But Graham worries another high-stakes threat to shut down the government could wound his party heading into next year's presidential election. How to combat Cruz this time around?

"Make sure to say no to him before we do more damage," Graham says. "There's a group in the House that are going to make this their reason for living and all I can say is every time you lose a Republican, you've got to find a Democrat. You want to lose in 2016? Let it be seen that the Republicans in the House and Senate can't govern, then that's the end of our 2016 hopes."

"I think I'm the solution, not the problem." he added later. "I think Ted Cruz is the problem."

In the U.S. News interview, Graham also says he's counting on a good showing in the New Hampshire primary in February to propel his campaign forward. If he doesn't place in the top three or four, he may decide to cease his campaign before the South Carolina primary that is likely to take place the following week.

"I want to do well, show a viable candidacy before my state and if I don't, I'll reassess," he says.

Graham has been averaging just 1 percent in New Hampshire polling, leaving him in 12th place.

"Ask me after the 50th town hall how well I'm doing," he says.

But he believes his non-ideological, national security profile will gain more prominence there over time, as it did for his friend Sen. John McCain, who won that primary in both of his presidential runs in 2000 and 2008.
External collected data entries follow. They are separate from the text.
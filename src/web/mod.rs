pub mod api;
pub mod api_doc;
pub mod auth;
pub mod server;

pub use server::run_server;
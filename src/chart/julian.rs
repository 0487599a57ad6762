use crate::chart::error::DeriveError;
use crate::chart::types::BirthData;

/// Universal-time hour of the birth instant. May fall outside [0, 24).
pub fn ut_hour(birth: &BirthData) -> f64 {
    birth.hour as f64 - birth.utc_offset
        + birth.minute as f64 / 60.0
        + birth.second as f64 / 3600.0
}

/// Gregorian-calendar Julian Day (Meeus, Astronomical Algorithms ch. 7).
///
/// `ut_hour` is added as a day fraction, so values below 0 or above 24 roll
/// into the neighbouring days.
pub fn julian_day(year: i32, month: u32, day: u32, ut_hour: f64) -> Result<f64, DeriveError> {
    if !(1..=12).contains(&month) {
        return Err(DeriveError::InvalidJulianDay(format!("month {}", month)));
    }
    if !(1..=31).contains(&day) {
        return Err(DeriveError::InvalidJulianDay(format!("day {}", day)));
    }
    if !ut_hour.is_finite() {
        return Err(DeriveError::InvalidJulianDay(format!("hour {}", ut_hour)));
    }

    let (y, m) = if month <= 2 {
        (year as f64 - 1.0, month as f64 + 12.0)
    } else {
        (year as f64, month as f64)
    };
    let a = (y / 100.0).floor();
    let b = 2.0 - a + (a / 4.0).floor();

    Ok((365.25 * (y + 4716.0)).floor() + (30.6001 * (m + 1.0)).floor() + day as f64 + b
        - 1524.5
        + ut_hour / 24.0)
}

pub fn julian_day_for(birth: &BirthData) -> Result<f64, DeriveError> {
    julian_day(birth.year, birth.month, birth.day, ut_hour(birth))
}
Below is an edited transcript of Sen. Graham's wide-ranging interview with U.S. News:

Kentucky Clerk Kim Davis and Religious Freedom: "If I were a judge, I would not have put the lady in jail. I would've ordered her to issue the license and if she didn't comply, I would've held her in contempt, fined her and told somebody else in Kentucky, 'Go issue the license.' I don't feel the need to put the lady in jail, but we're a nation of laws. Marbury vs. Madison is one of the oldest cases we've got. It is her job as a clerk to issue these licenses. I'm sympathetic to traditional marriage, but I am a believer in the rule of law.
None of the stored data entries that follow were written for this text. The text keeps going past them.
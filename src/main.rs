mod chart;
mod config;
mod ephemeris;
mod reading;
mod render;
mod web;

use clap::{Parser, Subcommand};
use std::path::{Path, PathBuf};
use std::process::ExitCode;
use std::sync::Arc;

use crate::chart::{derive_chart_params, julian_day_for, ChartParams, ChartRecord};
use crate::config::Config;
use crate::ephemeris::AyanamsaSource;
use crate::reading::{GeminiClient, History, ReadingGenerator};
use crate::render::{ChartImage, ChartRenderer};

#[derive(Parser)]
#[command(name = "vedic-chart")]
#[command(about = "Vedic chart images and readings from an ephemeris export")]
struct Cli {
    /// YAML configuration file
    #[arg(long, global = true)]
    config: Option<PathBuf>,
    #[command(subcommand)]
    command: Commands,
}

#[derive(Subcommand)]
enum Commands {
    /// Check an ephemeris export and summarise it
    Validate { chart: PathBuf },
    /// Print the chart renderer parameters as JSON
    Params { chart: PathBuf },
    /// Fetch the chart image and save it as PNG
    Image {
        chart: PathBuf,
        #[arg(short, long)]
        output: Option<PathBuf>,
    },
    /// Ask for a reading, or a follow-up question
    Read {
        chart: PathBuf,
        #[arg(short, long)]
        question: Option<String>,
        /// Conversation file, read before and rewritten after the call
        #[arg(long)]
        history: Option<PathBuf>,
    },
    /// Run the HTTP API
    Serve,
}

#[tokio::main]
async fn main() -> ExitCode {
    dotenv::dotenv().ok();
    env_logger::init();

    let cli = Cli::parse();

    let config = match Config::load(cli.config.as_deref()) {
        Ok(c) => c,
        Err(e) => {
            eprintln!("Error loading config: {}", e);
            return ExitCode::FAILURE;
        }
    };

    match cli.command {
        Commands::Validate { chart } => validate(&chart),
        Commands::Params { chart } => params(&config, &chart),
        Commands::Image { chart, output } => image(&config, &chart, output).await,
        Commands::Read {
            chart,
            question,
            history,
        } => {
            let client = match GeminiClient::from_config(&config.llm) {
                Ok(c) => c,
                Err(e) => {
                    eprintln!("{}", e);
                    return ExitCode::FAILURE;
                }
            };
            let generator = ReadingGenerator::new(Arc::new(client));
            read(&generator, &chart, question.as_deref(), history.as_deref()).await
        }
        Commands::Serve => serve(config).await,
    }
}

fn load_chart(path: &Path) -> Option<ChartRecord> {
    match ChartRecord::from_file(path) {
        Ok(chart) => Some(chart),
        Err(e) => {
            eprintln!("Error reading chart {}: {}", path.display(), e);
            None
        }
    }
}

fn derive(chart: &ChartRecord, ephemeris: &dyn AyanamsaSource) -> Option<ChartParams> {
    match derive_chart_params(&chart.snapshot, &chart.birth, ephemeris) {
        Ok(params) => Some(params),
        Err(e) => {
            eprintln!("Unable to produce chart parameters: {}", e);
            None
        }
    }
}

fn validate(path: &Path) -> ExitCode {
    let Some(chart) = load_chart(path) else {
        return ExitCode::FAILURE;
    };

    println!(
        "Chart for {} born {} {} (UTC{:+})",
        chart.name,
        chart.birth.date_string(),
        chart.birth.time_string(),
        chart.birth.utc_offset
    );
    match julian_day_for(&chart.birth) {
        Ok(jd) => println!("  Julian Day (UT): {:.5}", jd),
        Err(e) => println!("  Julian Day (UT): unavailable ({})", e),
    }
    for (planet, position) in &chart.snapshot.planets {
        println!(
            "  {:<8} {:>9.4}°{}",
            planet.to_string(),
            position.longitude,
            if position.retrograde { " R" } else { "" }
        );
    }
    let missing = chart.snapshot.missing_planets();
    if !missing.is_empty() {
        let names: Vec<String> = missing.iter().map(|p| p.to_string()).collect();
        println!("  not in export: {}", names.join(", "));
    }
    println!("  {} house cusps", chart.snapshot.houses.len());
    ExitCode::SUCCESS
}

fn params(config: &Config, path: &Path) -> ExitCode {
    let ephemeris = ephemeris::from_config(&config.ephemeris);
    let Some(params) = load_chart(path)
        .as_ref()
        .and_then(|chart| derive(chart, ephemeris.as_ref()))
    else {
        return ExitCode::FAILURE;
    };

    match serde_json::to_string_pretty(&params) {
        Ok(json) => {
            println!("{}", json);
            ExitCode::SUCCESS
        }
        Err(e) => {
            eprintln!("Error serializing parameters: {}", e);
            ExitCode::FAILURE
        }
    }
}

async fn image(config: &Config, path: &Path, output: Option<PathBuf>) -> ExitCode {
    let Some(chart) = load_chart(path) else {
        return ExitCode::FAILURE;
    };
    let ephemeris = ephemeris::from_config(&config.ephemeris);
    let Some(params) = derive(&chart, ephemeris.as_ref()) else {
        return ExitCode::FAILURE;
    };

    let renderer = match ChartRenderer::new(&config.renderer) {
        Ok(r) => r,
        Err(e) => {
            eprintln!("Error creating HTTP client: {}", e);
            return ExitCode::FAILURE;
        }
    };

    let Some(image) = renderer.fetch_or_none(&params).await else {
        eprintln!("No chart image available");
        return ExitCode::FAILURE;
    };

    let output =
        output.unwrap_or_else(|| PathBuf::from(ChartImage::download_file_name(&chart.name)));
    let written = image
        .to_png()
        .map_err(|e| e.to_string())
        .and_then(|png| std::fs::write(&output, png).map_err(|e| e.to_string()));
    match written {
        Ok(()) => {
            println!("Chart saved to {}", output.display());
            ExitCode::SUCCESS
        }
        Err(e) => {
            eprintln!("Error saving chart: {}", e);
            ExitCode::FAILURE
        }
    }
}

async fn read(
    generator: &ReadingGenerator,
    path: &Path,
    question: Option<&str>,
    history_path: Option<&Path>,
) -> ExitCode {
    let Some(chart) = load_chart(path) else {
        return ExitCode::FAILURE;
    };

    let history = match history_path.map(History::load).transpose() {
        Ok(h) => h.unwrap_or_default(),
        Err(e) => {
            eprintln!("Error reading history: {}", e);
            return ExitCode::FAILURE;
        }
    };
    if !history.is_empty() {
        log::info!("Continuing conversation of {} turns", history.len());
    }

    let reply = match generator.ask(&chart, question, &history).await {
        Ok(r) => r,
        Err(e) => {
            eprintln!("Reading failed: {}", e);
            return ExitCode::FAILURE;
        }
    };

    println!("{}", reply.answer);

    if let Some(path) = history_path {
        if let Err(e) = reply.history.save(path) {
            eprintln!("Error saving history: {}", e);
            return ExitCode::FAILURE;
        }
    }
    ExitCode::SUCCESS
}

async fn serve(config: Config) -> ExitCode {
    match web::run_server(config).await {
        Ok(()) => ExitCode::SUCCESS,
        Err(e) => {
            eprintln!("Server error: {}", e);
            ExitCode::FAILURE
        }
    }
}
Immigration: "The goal is 90 percent operational control of the border. We're not there yet, we're in the 70s, we can get better. You can improve border security, but to say we've done nothing is not fair. E-verify, if you don't do that, you'll never stop it. If you don't increase legal immigration . . . you'll never fix it. You don't ask 11 million people to walk home like the second exodus, including their legal U.S. citizen children. You say, 'If you've done nothing but break our border laws, raise your hand.' Most people will because they live in the shadows. Have the good ones raise their hand, biometrically identify, pass an English exam in six years, pay a fine over three years and call it a day. You can find the bad guys easier when the good people come out of the shadows. You just can't build a wall. I want to compliment Jeb [Bush], he hasn't taken the bait. Jeb's done a good job. Chris Christie. There's a lot us who have said, 'C'mon, knock it off.'"

Refugees from the Middle East: "They're not coming here to get better jobs, they're coming here because their wives are being raped and their kids are being slaughtered. This is not illegal immigration, this is people fleeing for their lives from tyranny. Go read the Statue of Liberty. The goal is to make your country safer by helping others. Killing terrorists is just one part of the equation. Helping others is the ultimate antidote to terrorism. So my goal is to make sure they don't have to flee, that they can go back home. They're not wanting to go to Hungary, they're having to go to Hungary. And I've been saying this for three friggin' years. Three years ago, [Sen. John McCain, R-Ariz.] and I were the only ones saying 'No fly zone, train the Syrian army.' It would have worked. You'll never fix Syria if you don't get rid of Assad. He's the magnet for radical Islamic Sunnis. If he's in power you can never repair the damage because his army has slaughtered 200,000 Syrians. The average Syrian wants two things: destroy radical Islam and get Assad out of the way. That's what we want. Most fathers and mothers don't want to turn their sons and daughters over to ISIL. That's the good news for us. We're on the right side of this thing, we just gotta pick sides. People in my party look at everybody as a terrorist. They're not. I promise you the overwhelming majority of Middle Eastern people don't want what radical Islam is selling. They just need the capability to push back when they have the will."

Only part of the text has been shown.